9. How the ground truth for the training set was established:
- Not Applicable / Not Provided. As explained above, this device does not utilize a training set in the AI/ML context.
§ 864.3700 Whole slide imaging system.
(a)
Identification. The whole slide imaging system is an automated digital slide creation, viewing, and management system intended as an aid to the pathologist to review and interpret digital images of surgical pathology slides. The system generates digital images that would otherwise be appropriate for manual visualization by conventional light microscopy.(b)
Classification. Class II (special controls). The special controls for this device are:(1) Premarket notification submissions must include the following information:
(i) The indications for use must specify the tissue specimen that is intended to be used with the whole slide imaging system and the components of the system.
(ii) A detailed description of the device and bench testing results at the component level, including for the following, as appropriate:
(A) Slide feeder;
(B) Light source;
(C) Imaging optics;
(D) Mechanical scanner movement;
(E) Digital imaging sensor;
(F) Image processing software;
(G) Image composition techniques;
(H) Image file formats;
(I) Image review manipulation software;
(J) Computer environment; and
(K) Display system.
(iii) Detailed bench testing and results at the system level, including for the following, as appropriate:
(A) Color reproducibility;
(B) Spatial resolution;
(C) Focusing test;
(D) Whole slide tissue coverage;
(E) Stitching error; and
(F) Turnaround time.
(iv) Detailed information demonstrating the performance characteristics of the device, including, as appropriate:
(A) Precision to evaluate intra-system and inter-system precision using a comprehensive set of clinical specimens with defined, clinically relevant histologic features from various organ systems and diseases. Multiple whole slide imaging systems, multiple sites, and multiple readers must be included.
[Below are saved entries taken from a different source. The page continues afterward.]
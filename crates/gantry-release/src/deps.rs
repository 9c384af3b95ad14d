//! Dependency update propagation
//!
//! Modules that depend on a released module, directly or transitively, need a
//! release of their own to pick up the new version. Propagation walks the
//! inverse require graph from every changed module.

use std::collections::{BTreeMap, VecDeque};

use tracing::debug;

use gantry_core::error::{ReleaseError, Result};

use crate::calculate::ModuleRecord;

/// Set the dependency-update flag on every module whose direct or indirect
/// in-repository dependency has changes.
///
/// Fails with [`ReleaseError::UntaggedModuleHasDependents`] when a changed
/// module is configured not to be tagged but other modules require it, and
/// with [`ReleaseError::DependencyCycle`] when the in-repository require
/// graph is cyclic.
pub fn calculate_dependency_updates(records: &mut BTreeMap<String, ModuleRecord>) -> Result<()> {
    let reverse_graph = build_inverse_dependency_graph(records);
    check_for_cycles(records, &reverse_graph)?;

    let mut to_visit: VecDeque<String> = reverse_graph.keys().cloned().collect();
    while let Some(current) = to_visit.pop_front() {
        let (unchanged, no_tag) = {
            let record = &records[&current];
            (record.changes.is_empty(), record.policy.no_tag)
        };
        if unchanged {
            continue;
        }

        let dependents = &reverse_graph[&current];
        if no_tag {
            if !dependents.is_empty() {
                return Err(ReleaseError::UntaggedModuleHasDependents {
                    path: current,
                    dependents: dependents.len(),
                }
                .into());
            }
            continue;
        }

        for dependent in dependents {
            let record = records
                .get_mut(dependent)
                .unwrap_or_else(|| unreachable!("graph node without record"));
            if record.changes.dependency_update {
                continue;
            }
            record.changes.dependency_update = true;
            debug!(module = %dependent, cause = %current, "dependency update");

            // The dependent's own dependents need another look.
            if reverse_graph.contains_key(dependent) && !to_visit.contains(dependent) {
                to_visit.push_back(dependent.clone());
            }
        }
    }

    Ok(())
}

/// Map each module identity path to the modules that require it. Requirements
/// on modules outside the repository are ignored.
fn build_inverse_dependency_graph(
    records: &BTreeMap<String, ModuleRecord>,
) -> BTreeMap<String, Vec<String>> {
    let mut graph: BTreeMap<String, Vec<String>> = BTreeMap::new();

    for (module_path, record) in records {
        for require in &record.requires {
            if !records.contains_key(require) {
                continue;
            }
            graph.entry(require.clone()).or_default().push(module_path.clone());
        }
    }

    for dependents in graph.values_mut() {
        dependents.sort();
    }
    graph
}

/// Peel modules with no unresolved in-repository requirements; anything left
/// over sits on a cycle.
fn check_for_cycles(
    records: &BTreeMap<String, ModuleRecord>,
    reverse_graph: &BTreeMap<String, Vec<String>>,
) -> Result<()> {
    let mut pending: BTreeMap<&str, usize> = records
        .iter()
        .map(|(path, record)| {
            let in_repo = record
                .requires
                .iter()
                .filter(|r| records.contains_key(*r))
                .count();
            (path.as_str(), in_repo)
        })
        .collect();

    let mut ready: VecDeque<&str> = pending
        .iter()
        .filter(|(_, count)| **count == 0)
        .map(|(path, _)| *path)
        .collect();

    while let Some(current) = ready.pop_front() {
        pending.remove(current);
        if let Some(dependents) = reverse_graph.get(current) {
            for dependent in dependents {
                if let Some(count) = pending.get_mut(dependent.as_str()) {
                    *count -= 1;
                    if *count == 0 {
                        ready.push_back(dependent.as_str());
                    }
                }
            }
        }
    }

    if pending.is_empty() {
        return Ok(());
    }

    let cycle: Vec<String> = pending.keys().map(|p| (*p).to_string()).collect();
    Err(ReleaseError::DependencyCycle(cycle).into())
}

#[cfg(test)]
mod tests {
    use super::*;
    use gantry_core::config::ModulePolicy;
    use gantry_core::error::GantryError;

    use crate::calculate::ModuleChange;

    fn record(path: &str, requires: &[&str], changes: ModuleChange) -> ModuleRecord {
        ModuleRecord {
            module_path: path.to_string(),
            rel_repo_path: path.rsplit('/').next().unwrap_or(".").to_string(),
            latest: Some("v1.0.0".to_string()),
            changes,
            file_changes: vec![],
            annotations: vec![],
            policy: ModulePolicy::default(),
            requires: requires.iter().map(|r| (*r).to_string()).collect(),
        }
    }

    fn changed() -> ModuleChange {
        ModuleChange {
            source_change: true,
            ..Default::default()
        }
    }

    #[test]
    fn test_propagates_through_chain() {
        let mut records = BTreeMap::new();
        records.insert("example.com/a".to_string(), record("example.com/a", &[], changed()));
        records.insert(
            "example.com/b".to_string(),
            record("example.com/b", &["example.com/a"], ModuleChange::default()),
        );
        records.insert(
            "example.com/c".to_string(),
            record("example.com/c", &["example.com/b"], ModuleChange::default()),
        );
        records.insert(
            "example.com/d".to_string(),
            record("example.com/d", &[], ModuleChange::default()),
        );

        calculate_dependency_updates(&mut records).unwrap();

        assert!(records["example.com/b"].changes.dependency_update);
        assert!(records["example.com/c"].changes.dependency_update);
        assert!(records["example.com/d"].changes.is_empty());
        // the origin keeps its own flags only
        assert!(!records["example.com/a"].changes.dependency_update);
    }

    #[test]
    fn test_unchanged_dependency_does_not_propagate() {
        let mut records = BTreeMap::new();
        records.insert(
            "example.com/a".to_string(),
            record("example.com/a", &[], ModuleChange::default()),
        );
        records.insert(
            "example.com/b".to_string(),
            record("example.com/b", &["example.com/a"], ModuleChange::default()),
        );

        calculate_dependency_updates(&mut records).unwrap();
        assert!(records["example.com/b"].changes.is_empty());
    }

    #[test]
    fn test_external_requirements_ignored() {
        let mut records = BTreeMap::new();
        records.insert(
            "example.com/a".to_string(),
            record("example.com/a", &["github.com/google/go-cmp"], changed()),
        );

        calculate_dependency_updates(&mut records).unwrap();
        assert!(!records["example.com/a"].changes.dependency_update);
    }

    #[test]
    fn test_no_tag_with_dependents_fails() {
        let mut records = BTreeMap::new();
        let mut no_tag = record("example.com/a", &[], changed());
        no_tag.policy = ModulePolicy {
            no_tag: true,
            ..Default::default()
        };
        records.insert("example.com/a".to_string(), no_tag);
        records.insert(
            "example.com/b".to_string(),
            record("example.com/b", &["example.com/a"], ModuleChange::default()),
        );

        let err = calculate_dependency_updates(&mut records).unwrap_err();
        assert!(matches!(
            err,
            GantryError::Release(ReleaseError::UntaggedModuleHasDependents { .. })
        ));
    }

    #[test]
    fn test_no_tag_without_dependents_skipped() {
        let mut records = BTreeMap::new();
        let mut no_tag = record("example.com/a", &[], changed());
        no_tag.policy = ModulePolicy {
            no_tag: true,
            ..Default::default()
        };
        records.insert("example.com/a".to_string(), no_tag);

        calculate_dependency_updates(&mut records).unwrap();
    }

    #[test]
    fn test_cycle_detected() {
        let mut records = BTreeMap::new();
        records.insert(
            "example.com/a".to_string(),
            record("example.com/a", &["example.com/b"], changed()),
        );
        records.insert(
            "example.com/b".to_string(),
            record("example.com/b", &["example.com/a"], ModuleChange::default()),
        );

        let err = calculate_dependency_updates(&mut records).unwrap_err();
        match err {
            GantryError::Release(ReleaseError::DependencyCycle(members)) => {
                assert_eq!(members, vec!["example.com/a", "example.com/b"]);
            }
            other => panic!("unexpected error: {other}"),
        }
    }
}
(B) Reproducibility data to evaluate inter-site variability using a comprehensive set of clinical specimens with defined, clinically relevant histologic features from various organ systems and diseases. Multiple whole slide imaging systems, multiple sites, and multiple readers must be included.
(C) Data from a clinical study to demonstrate that viewing, reviewing, and diagnosing digital images of surgical pathology slides prepared from tissue slides using the whole slide imaging system is non-inferior to using an optical microscope. The study should evaluate the difference in major discordance rates between manual digital (MD) and manual optical (MO) modalities when compared to the reference (
e.g., main sign-out diagnosis).(D) A detailed human factor engineering process must be used to evaluate the whole slide imaging system user interface(s).
(2) Labeling compliant with 21 CFR 809.10(b) must include the following:
(i) The intended use statement must include the information described in paragraph (b)(1)(i) of this section, as applicable, and a statement that reads, “It is the responsibility of a qualified pathologist to employ appropriate procedures and safeguards to assure the validity of the interpretation of images obtained using this device.”
(ii) A description of the technical studies and the summary of results, including those that relate to paragraphs (b)(1)(ii) and (iii) of this section, as appropriate.
(iii) A description of the performance studies and the summary of results, including those that relate to paragraph (b)(1)(iv) of this section, as appropriate.
(iv) A limiting statement that specifies that pathologists should exercise professional judgment in each clinical situation and examine the glass slides by conventional microscopy if there is doubt about the ability to accurately render an interpretation using this device alone.